Monday, May 1, 2017

“I am like sugar to them.”

The above quote comes from The Simpsons.

Last weekend (not this recent one but the one before that), the family and I headed to Nebraska to find a house. It was our normal trip: too fast and full of long hours in the car. We didn’t find a house, but we had some good contenders. Things were looking up.

(Side note: we found a house later in the week. I didn’t get to see it, but my spouse sent me pictures and it looks like it will work!)

We got home late on Sunday, so I didn’t have time to get my laundry started. On Monday when I woke up, I noticed that I had bug bites on my legs. Of course, my first thoughts were: “Sh*t! We have bed bugs!” So I immediately scooped up the bedding and threw it into the wash.

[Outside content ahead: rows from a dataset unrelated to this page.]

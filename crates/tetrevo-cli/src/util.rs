use std::{
    fs::{self, File},
    io::{self, BufWriter, Write as _},
    path::Path,
};

use anyhow::Context;
use tetrevo_evaluator::HeuristicWeights;

use crate::model::ai_model::AiModel;

/// Weights file used when no path is given.
pub const DEFAULT_WEIGHTS_PATH: &str = "tetris_weights.txt";

/// Writes `value` as pretty-printed JSON to a new file at `path`.
pub fn save_json<T>(path: &Path, value: &T) -> anyhow::Result<()>
where
    T: serde::Serialize,
{
    let file = File::create(path)
        .with_context(|| format!("Failed to create output file: {}", path.display()))?;
    let mut writer = BufWriter::new(file);
    serde_json::to_writer_pretty(&mut writer, value)
        .with_context(|| format!("Failed to write JSON to {}", path.display()))?;
    writeln!(writer)
        .and_then(|()| writer.flush())
        .with_context(|| format!("Failed to flush output to {}", path.display()))?;
    Ok(())
}

pub fn read_json_file<T, P>(file_kind: &str, path: P) -> anyhow::Result<T>
where
    T: serde::de::DeserializeOwned,
    P: AsRef<Path>,
{
    let path = path.as_ref();
    let file = File::open(path)
        .with_context(|| format!("Failed to open {} file: {}", file_kind, path.display()))?;

    let reader = io::BufReader::new(file);
    let value = serde_json::from_reader(reader).with_context(|| {
        format!(
            "Failed to parse {} JSON file: {}",
            file_kind,
            path.display()
        )
    })?;

    Ok(value)
}

/// Loads weights from a text file, or from an AI model if the path ends in `.json`.
pub fn load_weights<P>(path: P) -> anyhow::Result<HeuristicWeights>
where
    P: AsRef<Path>,
{
    let path = path.as_ref();
    if path.extension().is_some_and(|ext| ext == "json") {
        return Ok(AiModel::open(path)?.weights);
    }
    let text = fs::read_to_string(path)
        .with_context(|| format!("Failed to read weights file: {}", path.display()))?;
    let weights = text
        .parse()
        .with_context(|| format!("Failed to parse weights file: {}", path.display()))?;
    Ok(weights)
}

/// Writes weights in the four-line text format.
pub fn save_weights<P>(path: P, weights: &HeuristicWeights) -> anyhow::Result<()>
where
    P: AsRef<Path>,
{
    let path = path.as_ref();
    fs::write(path, weights.to_text())
        .with_context(|| format!("Failed to write weights file: {}", path.display()))
}
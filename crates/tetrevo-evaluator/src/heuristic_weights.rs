use std::{array, fmt, fmt::Write as _, iter, num::ParseFloatError, str::FromStr};

use serde::{Deserialize, Serialize};

/// Coefficients of the linear placement heuristic.
///
/// A placement is scored as
///
/// ```text
/// score = lines² × lines_weight + aggregate_height × height_weight
///       + holes × holes_weight + bumpiness × bumpiness_weight
/// ```
///
/// Useful weights reward cleared lines and penalize the other three features, so `lines`
/// is normally positive and the rest negative.
#[derive(Debug, Default, Clone, Copy, PartialEq, Serialize, Deserialize)]
pub struct HeuristicWeights {
    pub lines: f64,
    pub height: f64,
    pub holes: f64,
    pub bumpiness: f64,
}

impl HeuristicWeights {
    /// Number of weight components.
    pub const LEN: usize = 4;

    /// Component names, in text-format order.
    pub const NAMES: [&'static str; Self::LEN] = ["lines", "height", "holes", "bumpiness"];

    pub const ZERO: Self = Self::new(0.0, 0.0, 0.0, 0.0);

    #[must_use]
    pub const fn new(lines: f64, height: f64, holes: f64, bumpiness: f64) -> Self {
        Self {
            lines,
            height,
            holes,
            bumpiness,
        }
    }

    /// Builds weights from a function of the component index (see [`Self::NAMES`]).
    ///
    /// ```
    /// use tetrevo_evaluator::HeuristicWeights;
    ///
    /// let weights = HeuristicWeights::from_fn(|i| if i == 0 { 1.0 } else { -0.5 });
    /// assert_eq!(weights, HeuristicWeights::new(1.0, -0.5, -0.5, -0.5));
    /// ```
    pub fn from_fn<F>(f: F) -> Self
    where
        F: FnMut(usize) -> f64,
    {
        Self::from_array(array::from_fn(f))
    }

    #[must_use]
    pub const fn from_array([lines, height, holes, bumpiness]: [f64; Self::LEN]) -> Self {
        Self::new(lines, height, holes, bumpiness)
    }

    #[must_use]
    pub const fn to_array(self) -> [f64; Self::LEN] {
        [self.lines, self.height, self.holes, self.bumpiness]
    }

    /// Formats the weights as four lines with six fractional digits.
    ///
    /// The result parses back with [`str::parse`].
    #[must_use]
    pub fn to_text(&self) -> String {
        let mut text = String::new();
        for w in self.to_array() {
            writeln!(&mut text, "{w:.6}").unwrap();
        }
        text
    }
}

impl fmt::Display for HeuristicWeights {
    fn fmt(&self, f: &mut fmt::Formatter<'_>) -> fmt::Result {
        for (i, (name, value)) in iter::zip(Self::NAMES, self.to_array()).enumerate() {
            if i > 0 {
                write!(f, " ")?;
            }
            write!(f, "{name}={value:.6}")?;
        }
        Ok(())
    }
}

#[derive(Debug, derive_more::Display, derive_more::Error)]
pub enum ParseWeightsError {
    #[display("missing `{name}` weight")]
    Missing { name: &'static str },
    #[display("invalid `{name}` weight {token:?}")]
    Invalid {
        name: &'static str,
        token: String,
        source: ParseFloatError,
    },
    #[display("unexpected value after the last weight: {token:?}")]
    Trailing { token: String },
}

/// Parses four whitespace-separated decimals in the order lines, height, holes, bumpiness.
impl FromStr for HeuristicWeights {
    type Err = ParseWeightsError;

    fn from_str(s: &str) -> Result<Self, Self::Err> {
        let mut tokens = s.split_whitespace();
        let mut values = [0.0; Self::LEN];
        for (value, name) in iter::zip(&mut values, Self::NAMES) {
            let token = tokens.next().ok_or(ParseWeightsError::Missing { name })?;
            *value = token
                .parse()
                .map_err(|source| ParseWeightsError::Invalid {
                    name,
                    token: token.to_owned(),
                    source,
                })?;
        }
        if let Some(token) = tokens.next() {
            return Err(ParseWeightsError::Trailing {
                token: token.to_owned(),
            });
        }
        Ok(Self::from_array(values))
    }
}
use std::path::{Path, PathBuf};

use chrono::Utc;
use rand::Rng;
use tetrevo_evaluator::{HeuristicWeights, session_evaluator::MAX_MOVES_PER_GAME};
use tetrevo_training::genetic::{self, GeneticParams, Population};

use crate::{
    model::ai_model::AiModel,
    util::{self, DEFAULT_WEIGHTS_PATH},
};

#[derive(Debug, Clone, clap::Args)]
pub(crate) struct TrainArg {
    /// Number of individuals per generation
    #[arg(long, default_value_t = 50)]
    population: usize,
    /// Number of generations
    #[arg(long, default_value_t = 20)]
    generations: usize,
    /// Games played per fitness evaluation
    #[arg(long, default_value_t = 1)]
    games: usize,
    /// Maximum placements per game
    #[arg(long, default_value_t = MAX_MOVES_PER_GAME)]
    turn_limit: usize,
    /// Seed for a reproducible run
    #[arg(long)]
    seed: Option<u64>,
    /// Weights file to write
    #[arg(long, default_value = DEFAULT_WEIGHTS_PATH)]
    output: PathBuf,
    /// Also save the result as a JSON AI model
    #[arg(long)]
    model: Option<PathBuf>,
}

pub(crate) fn run(arg: &TrainArg) -> anyhow::Result<()> {
    let TrainArg {
        population,
        generations,
        games,
        turn_limit,
        seed,
        output,
        model,
    } = arg;
    let params = GeneticParams {
        population_size: *population,
        generations: *generations,
        games_per_fitness: *games,
        turn_limit: *turn_limit,
        ..GeneticParams::default()
    };
    let mut rng = super::new_rng(*seed);
    train_and_save(&params, &mut rng, output, model.as_deref())?;
    Ok(())
}

/// Result of a training run.
#[derive(Debug, Clone, Copy)]
pub(crate) struct TrainedWeights {
    pub(crate) weights: HeuristicWeights,
    pub(crate) final_fitness: f64,
}

/// Trains weights, reporting progress on stderr, and saves them to `output`.
pub(crate) fn train_and_save<R>(
    params: &GeneticParams,
    rng: &mut R,
    output: &Path,
    model_path: Option<&Path>,
) -> anyhow::Result<HeuristicWeights>
where
    R: Rng + ?Sized,
{
    let trained = train(params, rng)?;
    save_trained(&trained, output, model_path)?;
    Ok(trained.weights)
}

pub(crate) fn train<R>(params: &GeneticParams, rng: &mut R) -> anyhow::Result<TrainedWeights>
where
    R: Rng + ?Sized,
{
    eprintln!(
        "Starting genetic algorithm training: {} individuals, {} generations",
        params.population_size, params.generations
    );
    let mut final_fitness = 0.0;
    let weights = genetic::run_genetic_algorithm(params, rng, |generation, population| {
        report_generation(generation, population);
        if let Some(fitness) = population.best().and_then(|ind| ind.fitness()) {
            final_fitness = fitness;
        }
    })?;
    eprintln!("Training completed.");

    Ok(TrainedWeights {
        weights,
        final_fitness,
    })
}

/// Writes the weights file and, if requested, the JSON AI model.
pub(crate) fn save_trained(
    trained: &TrainedWeights,
    output: &Path,
    model_path: Option<&Path>,
) -> anyhow::Result<()> {
    let TrainedWeights {
        weights,
        final_fitness,
    } = *trained;

    util::save_weights(output, &weights)?;
    eprintln!();
    eprintln!("Weights saved successfully");
    eprintln!("  Path: {}", output.display());
    eprintln!("  Weights: {weights}");
    eprintln!("  Final fitness: {final_fitness:.3}");

    if let Some(path) = model_path {
        let model = AiModel {
            name: "genetic".to_owned(),
            trained_at: Utc::now(),
            final_fitness,
            weights,
        };
        eprintln!("  Model: {}", path.display());
        util::save_json(path, &model)?;
    }

    Ok(())
}

fn report_generation(generation: usize, population: &Population) {
    eprintln!("Generation #{}:", generation + 1);

    if let Some(best) = population.best() {
        eprintln!("  Best: {} => {:.3?}", best.weights(), best.fitness());
    }

    let weight_stats = population.compute_weight_stats();
    eprintln!("  Weights Stats ({}):", HeuristicWeights::NAMES.join(", "));
    eprintln!(
        "    Min:    {:.3?}",
        weight_stats.iter().map(|s| s.min).collect::<Vec<_>>(),
    );
    eprintln!(
        "    Max:    {:.3?}",
        weight_stats.iter().map(|s| s.max).collect::<Vec<_>>(),
    );
    eprintln!(
        "    Mean:   {:.3?}",
        weight_stats.iter().map(|s| s.mean).collect::<Vec<_>>(),
    );
    eprintln!(
        "    Stddev: {:.3?}",
        weight_stats.iter().map(|s| s.std_dev).collect::<Vec<_>>(),
    );

    if let Some(fitness_stats) = population.compute_fitness_stats() {
        eprintln!("  Fitness Stats:");
        eprintln!("    Min:    {:.3}", fitness_stats.min);
        eprintln!("    Max:    {:.3}", fitness_stats.max);
        eprintln!("    Mean:   {:.3}", fitness_stats.mean);
        eprintln!("    Median: {:.3}", fitness_stats.median);
    }
}

#[cfg(test)]
mod tests {
    use std::env;

    use rand::SeedableRng;
    use rand_pcg::Pcg32;

    use super::*;

    #[test]
    fn test_save_failure_is_fatal() {
        let params = GeneticParams {
            population_size: 3,
            generations: 1,
            turn_limit: 5,
            ..GeneticParams::default()
        };
        let mut rng = Pcg32::seed_from_u64(4);
        let err = train_and_save(&params, &mut rng, &env::temp_dir(), None).unwrap_err();
        assert!(err.to_string().contains("Failed to write weights file"));
    }
}
//! Game state built on top of the core board.
//!
//! - [`GameField`] - the board plus the pre-drawn next piece
//! - [`PieceQueue`] - uniform next-piece slot driven by the caller's RNG
//! - [`GameStats`] - lines, score and level of a running game
//!
//! A turn draws a piece with [`GameField::spawn`], picks a resting position for it, and
//! locks it with [`GameField::complete_piece_drop`]. The game ends when the spawn position
//! is blocked.
//!
//! # Example
//!
//! ```
//! use rand::SeedableRng;
//! use rand_pcg::Pcg32;
//! use tetrevo_engine::{GameField, GameStats};
//!
//! let mut rng = Pcg32::seed_from_u64(1);
//! let mut field = GameField::new(&mut rng);
//! let mut stats = GameStats::new();
//!
//! while let Some(mut piece) = field.spawn(&mut rng) {
//!     while field.board().is_valid(piece.down()) {
//!         piece = piece.down();
//!     }
//!     stats.complete_piece_drop(field.complete_piece_drop(piece));
//! }
//!
//! assert!(stats.completed_pieces() > 0);
//! ```

pub use self::{game_field::*, game_stats::*, piece_queue::*};

mod game_field;
mod game_stats;
mod piece_queue;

I then proceeded to spray my mattress cover down with bleach water and Lysol.

All week I worried and fretted about whether or not we had bed bugs. I kept an eye on the kids and every time the dogs scratched, I watched them intently. As the week wore on, I got more bites on my legs.

Now, the logical side of my brain told me: If these are bed bugs, why are you only getting bit on the legs? Wouldn’t they be going after your entire body? And why aren’t the kids getting bitten? The dogs seem fine, so why are you so special?

The anxious, panic-attack-susceptible side of my brain was like: IT’S BED BUGS! BED BUGS! CALL AN EXTERMINATOR! YOUR HOUSE IS INFESTED! YOU’RE GOING TO GET EATEN ALIVE!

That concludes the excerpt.